In the context of Buddhism, Japan’s other religion, Reader and Tanabe also talk about the notion of migawari omamori (身代わりお守り, that is substituting for the bearer and taking on the bad fortune themselves. For example, there are many stories of Jizō Bodhisattva, for instance, taking the place of someone in order to protect them from harm, both in antiquity and even contemporary life.
Omamori come in various sizes, styles, and for different types of protection: health, passing exams, safe childbirth, love, traffic safety and general protection. It’s very common to pick up one at a famous temple or shrine if you visit. For example, my daughter used to own a Hello Kitty amulet is for my daughter. I used to own an amulet that I pruchased at Yushima Tenmangu shrine, venerating Tenjin, in Tokyo, for luck with the JLPT exam back in the day. More precisely, the amulet was for gakugyō (学業, “fortune in one’s studies”).
More recently, I purchased an omamori in Japan at Enoshima Shrine in 2019 (my last trip to Japan before the pandemic):
This shrine venerates the kami Benzaiten, one of the Seven Luck Gods, and contains the text yakuyoke omamori (厄除御守) meaning “amulet to prevent misfortune (in general)”. The back contains the name of the shrine: enoshima jinja (江島神社, “Enoshima Shrine”). You will almost always find omamori in small brocade bags like this one, but the designs and color schemes vary quite a bit.
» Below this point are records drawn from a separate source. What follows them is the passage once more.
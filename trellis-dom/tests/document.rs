//! Document behaviour exercised through the public API only.

use std::cell::RefCell;
use std::rc::Rc;
use trellis_dom::{Document, DomError, DomEvent, EventTarget};

/// Builds `<div id="app" class="shell"><ul><li>a</li><li>b</li></ul></div>` under body.
fn sample(document: &Document) -> (trellis_dom::NodeId, trellis_dom::NodeId) {
    let app = document.create_element("div");
    document.set_attribute(app, "id", "app").unwrap();
    document.add_class(app, "shell").unwrap();
    let list = document.create_element("ul");
    for label in ["a", "b"] {
        let item = document.create_element("li");
        document.append_child(item, document.create_text_node(label)).unwrap();
        document.append_child(list, item).unwrap();
    }
    document.append_child(app, list).unwrap();
    document.append_child(document.body(), app).unwrap();
    (app, list)
}

#[test]
fn test_serialises_skeleton_and_content() {
    let document = Document::new();
    assert_eq!(
        document.to_html(),
        "<!DOCTYPE html><html><head></head><body></body></html>"
    );

    let (app, _) = sample(&document);
    assert_eq!(
        document.outer_html(app).unwrap(),
        "<div id=\"app\" class=\"shell\"><ul><li>a</li><li>b</li></ul></div>"
    );
}

#[test]
fn test_query_selector() {
    let document = Document::new();
    let (app, list) = sample(&document);

    assert_eq!(document.query_selector("#app").unwrap(), Some(app));
    assert_eq!(document.query_selector("div.shell > ul").unwrap(), Some(list));
    assert_eq!(document.query_selector_all("body li").unwrap().len(), 2);
    assert_eq!(document.query_selector("my-app").unwrap(), None);
    assert!(matches!(
        document.query_selector("div >"),
        Err(DomError::InvalidSelector { .. })
    ));
}

#[test]
fn test_insert_before_reorders_siblings() {
    let document = Document::new();
    let (_, list) = sample(&document);
    let items = document.child_nodes(list);

    document.insert_before(list, items[1], Some(items[0])).unwrap();
    assert_eq!(document.inner_html(list).unwrap(), "<li>b</li><li>a</li>");

    let stray = document.create_element("span");
    assert!(matches!(
        document.insert_before(list, stray, Some(stray)),
        Ok(())
    ));
    assert!(matches!(
        document.insert_before(document.body(), stray, Some(items[0])),
        Err(DomError::HierarchyRequest { .. })
    ));
}

#[test]
fn test_listener_bubbling_and_default_prevention() {
    let document = Document::new();
    let (app, list) = sample(&document);
    let seen = Rc::new(RefCell::new(Vec::new()));

    let log = seen.clone();
    document
        .add_event_listener(
            EventTarget::Node(app),
            "click",
            Rc::new(move |event: &DomEvent| {
                log.borrow_mut().push("app");
                event.prevent_default();
            }),
        )
        .unwrap();
    let log = seen.clone();
    let window = document
        .add_event_listener(
            EventTarget::Window,
            "click",
            Rc::new(move |_: &DomEvent| log.borrow_mut().push("window")),
        )
        .unwrap();

    let allowed = document
        .dispatch_event(EventTarget::Node(list), &DomEvent::new("click"))
        .unwrap();
    assert!(!allowed);
    assert_eq!(*seen.borrow(), vec!["app", "window"]);

    assert!(document.remove_event_listener(window));
    assert_eq!(document.listener_count(EventTarget::Window, "click"), 0);
}

#[test]
fn test_styles_and_classes() {
    let document = Document::new();
    let (app, _) = sample(&document);

    document.set_style(app, "Background-Color", "red").unwrap();
    assert_eq!(
        document.get_style(app, "background-color").unwrap().as_deref(),
        Some("red")
    );
    assert_eq!(
        document.get_attribute(app, "style").unwrap().as_deref(),
        Some("background-color: red;")
    );

    document.remove_class(app, "shell").unwrap();
    assert!(!document.has_class(app, "shell"));
    assert!(document.class_list(app).unwrap().is_empty());
}

#[test]
fn test_shadow_root_serialises_before_light_children() {
    let document = Document::new();
    let host = document.create_element("x-panel");
    document.append_child(host, document.create_text_node("light")).unwrap();
    let shadow_root = document.create_shadow_root(host).unwrap();
    document
        .append_child(shadow_root, document.create_element("slot"))
        .unwrap();

    assert_eq!(document.shadow_root(host), Some(shadow_root));
    assert_eq!(document.host(shadow_root), Some(host));
    assert_eq!(
        document.outer_html(host).unwrap(),
        "<x-panel><template shadowrootmode=\"open\"><slot></slot></template>light</x-panel>"
    );
    assert_eq!(
        document.create_shadow_root(host).unwrap_err(),
        DomError::ShadowRootExists(host)
    );
}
The other amulet I have in my wallet is from Zojoji Temple, head temple of the Jodo Shu sect of Buddhism, which we visit almost every year. This one provides protection (literally omamori 御守) and on the back is the name of Zojoji Temple (増上寺). Pretty basic, but I do love the color.
Since omamori are religious icons, there are certain customs that one should observe in order to be respectful:
- You shouldn’t open the bag and see what is inside. It’s disrespectful. Honestly, the contents of the bag, usually a small card or piece of wood wrapped in paper with a blessing, aren’t important anyway. What matters is the essence it carries.
- In Japan, toward the beginning of the year, you’re supposed to bring the charms back to the temple you got them from (or any temple that’s convenient) so they can be ritually purified and burned. It is thought that as part of their protection, they absorb evil and thus need the special treatment. Throwing them away isn’t recommended. In Reader and Tanabe’s book mentioned above, they also explore this topic and explain that ritually burning the charm is also an expression of gratitude (as opposed to throwing them away like common trash), as well as symbolizing the cycle of renewal.
- Omamori work best when they are kept on your person. For example, it’s very common to see them tied to backpacks on children. We’ve done that for our kids when they were smaller, and I always keep my omamori in my wallet, if it fits.
Of course, most Westerners who see omamori at Shrines and Temples may be confused, or just treat them as souvenirs. I can’t say whether they really work or not, or really embody the deity or not. I honestly don’t know. To some degree though, it doesn’t really matter. As Reader and Tanabe write elsewhere, charms and amulets also offer a peace of mind and strengthening of faith (something tangible), but also don’t require faith for them to work. They simply represent the deity in question, and the resulting positive affect.